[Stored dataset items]
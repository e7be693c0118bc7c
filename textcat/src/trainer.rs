use std::collections::BTreeMap;

use indexmap::IndexMap;

use crate::config::ModelConfig;
use crate::dataset::Dataset;
use crate::errors::Result;
use crate::extractor::NgramExtractor;
use crate::frequency::NgramCounts;
use crate::model::Model;
use crate::profile::CategoryProfile;

/// Trainer.
///
/// Accumulates n-gram counts per category and turns them into a [`Model`].
///
/// # Examples
///
/// ```
/// use textcat::{Metric, Classifier, ModelConfig, NgramMethod, NgramRange, NgramToken, Trainer};
///
/// let config = ModelConfig::new(
///     NgramRange::single(1).unwrap(),
///     300,
///     NgramMethod::Normal,
///     NgramToken::Word,
/// ).unwrap();
/// let mut trainer = Trainer::new(config);
/// trainer.add_example("the cat purrs", "cat");
/// trainer.add_example("the dog barks", "dog");
/// let model = trainer.train().unwrap();
///
/// let classifier = Classifier::new(model, Metric::Euclidean);
/// assert_eq!("dog", classifier.classify("a dog barks").to_string());
/// ```
#[cfg_attr(docsrs, doc(cfg(feature = "train")))]
pub struct Trainer {
    config: ModelConfig,
    extractor: NgramExtractor,
    counts: BTreeMap<String, NgramCounts>,
    n_documents: usize,
}

impl Trainer {
    /// Creates a new trainer.
    ///
    /// # Arguments
    ///
    /// * `config` - Extraction parameters and cutoff of the model to build.
    pub fn new(config: ModelConfig) -> Self {
        Self {
            extractor: NgramExtractor::from_config(&config),
            config,
            counts: BTreeMap::new(),
            n_documents: 0,
        }
    }

    /// Adds one labelled document.
    pub fn add_example(&mut self, document: &str, label: &str) {
        let counts = self.counts.entry(label.to_string()).or_default();
        self.extractor.extract_into(document, counts);
        self.n_documents += 1;
    }

    /// Adds every document of a dataset, label by label.
    ///
    /// Documents of one label are added in dataset order.
    pub fn add_dataset(&mut self, dataset: &Dataset) {
        let documents = dataset.documents();
        for (label, indices) in dataset.indices_by_label() {
            for i in indices {
                self.add_example(&documents[i], label);
            }
        }
    }

    /// Returns the number of documents added so far.
    pub fn n_documents(&self) -> usize {
        self.n_documents
    }

    /// Returns the number of distinct labels seen so far.
    pub fn n_categories(&self) -> usize {
        self.counts.len()
    }

    /// Builds the model.
    ///
    /// Categories appear in sorted label order. A category without any n-gram is left out.
    ///
    /// # Errors
    ///
    /// If a built profile breaks the model invariants, an error variant will be returned.
    pub fn train(self) -> Result<Model> {
        let span = tracing::info_span!("train", n_documents = self.n_documents);
        let _enter = span.enter();

        let mut profiles = IndexMap::with_capacity(self.counts.len());
        for (label, counts) in self.counts {
            match CategoryProfile::from_counts(&counts, self.config.ngram_cutoff()) {
                Some(profile) => {
                    tracing::debug!(
                        category = %label,
                        n_distinct = counts.len(),
                        n_kept = profile.len(),
                        "profile built"
                    );
                    profiles.insert(label, profile);
                }
                None => {
                    tracing::debug!(category = %label, "no n-gram, category skipped");
                }
            }
        }
        tracing::info!(n_categories = profiles.len(), "training finished");
        Model::new(self.config, profiles)
    }
}

#[cfg(test)]
mod tests {
    use super::*;

    use crate::config::{NgramMethod, NgramRange, NgramToken};

    fn config(n: usize, cutoff: usize, token: NgramToken) -> ModelConfig {
        ModelConfig::new(
            NgramRange::single(n).unwrap(),
            cutoff,
            NgramMethod::Normal,
            token,
        )
        .unwrap()
    }

    #[test]
    fn test_train_sorted_categories() {
        let mut trainer = Trainer::new(config(2, 300, NgramToken::Char));
        trainer.add_example("zwei drei", "de");
        trainer.add_example("deux trois", "fr");
        trainer.add_example("two three", "en");
        let model = trainer.train().unwrap();

        assert_eq!(vec!["de", "en", "fr"], model.categories().collect::<Vec<_>>());
    }

    #[test]
    fn test_train_profiles_normalized_and_truncated() {
        let mut trainer = Trainer::new(config(2, 5, NgramToken::Char));
        trainer.add_example("the quick brown fox jumps over the lazy dog", "en");
        trainer.add_example("der schnelle braune fuchs springt", "de");
        trainer.add_example("über den faulen hund", "de");
        assert_eq!(3, trainer.n_documents());
        assert_eq!(2, trainer.n_categories());
        let model = trainer.train().unwrap();

        for (_, profile) in model.profiles() {
            assert!(profile.len() <= 5);
            assert!((profile.total() - 1.).abs() < 1e-9);
        }
    }

    #[test]
    fn test_train_merges_documents() {
        let mut trainer = Trainer::new(config(1, 2, NgramToken::Word));
        trainer.add_example("a a a a a a a a a a", "x");
        trainer.add_example("b b b b b c", "x");
        let model = trainer.train().unwrap();
        let profile = model.profile("x").unwrap();

        assert_eq!(vec!["a", "b"], profile.ngrams().collect::<Vec<_>>());
        assert_eq!(Some(10. / 15.), profile.get("a"));
        assert_eq!(Some(5. / 15.), profile.get("b"));
    }

    #[test]
    fn test_train_skips_empty_category() {
        let mut trainer = Trainer::new(config(3, 300, NgramToken::Char));
        trainer.add_example("abcd", "long");
        trainer.add_example("ab 12 !!", "short");
        let model = trainer.train().unwrap();

        assert_eq!(vec!["long"], model.categories().collect::<Vec<_>>());
        assert!(model.profile("short").is_none());
    }

    #[test]
    fn test_add_dataset() {
        let dataset = Dataset::new(
            vec!["hello world".into(), "bonjour monde".into()],
            vec!["en".into(), "fr".into()],
        )
        .unwrap();
        let mut trainer = Trainer::new(config(2, 300, NgramToken::CharWb));
        trainer.add_dataset(&dataset);

        assert_eq!(2, trainer.n_documents());
        let model = trainer.train().unwrap();
        assert_eq!(Some(0), model.profile("en").unwrap().rank(" h"));
    }

    #[test]
    fn test_add_dataset_matches_examples() {
        let documents = ["cab bac", "dog god", "abc cba", "odd do"];
        let labels = ["x", "y", "x", "y"];
        let dataset = Dataset::new(
            documents.iter().map(|d| d.to_string()).collect(),
            labels.iter().map(|l| l.to_string()).collect(),
        )
        .unwrap();

        let mut grouped = Trainer::new(config(2, 3, NgramToken::Char));
        grouped.add_dataset(&dataset);
        let mut sequential = Trainer::new(config(2, 3, NgramToken::Char));
        for (document, label) in documents.iter().zip(labels) {
            sequential.add_example(document, label);
        }

        assert_eq!(4, grouped.n_documents());
        assert_eq!(sequential.train().unwrap(), grouped.train().unwrap());
    }

    #[test]
    fn test_train_idempotent() {
        let build = || {
            let mut trainer = Trainer::new(config(2, 10, NgramToken::Char));
            trainer.add_example("abab baba abba", "x");
            trainer.add_example("cdcd abcd", "x");
            let mut buf = vec![];
            trainer.train().unwrap().write(&mut buf).unwrap();
            buf
        };

        assert_eq!(build(), build());
    }
}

- What to produce
Search the entries for the word "labels". Copy every line where it occurs.

- Result
    /// Returns the number of distinct labels seen so far.
        let labels = ["x", "y", "x", "y"];
            labels.iter().map(|l| l.to_string()).collect(),
        for (document, label) in documents.iter().zip(labels) {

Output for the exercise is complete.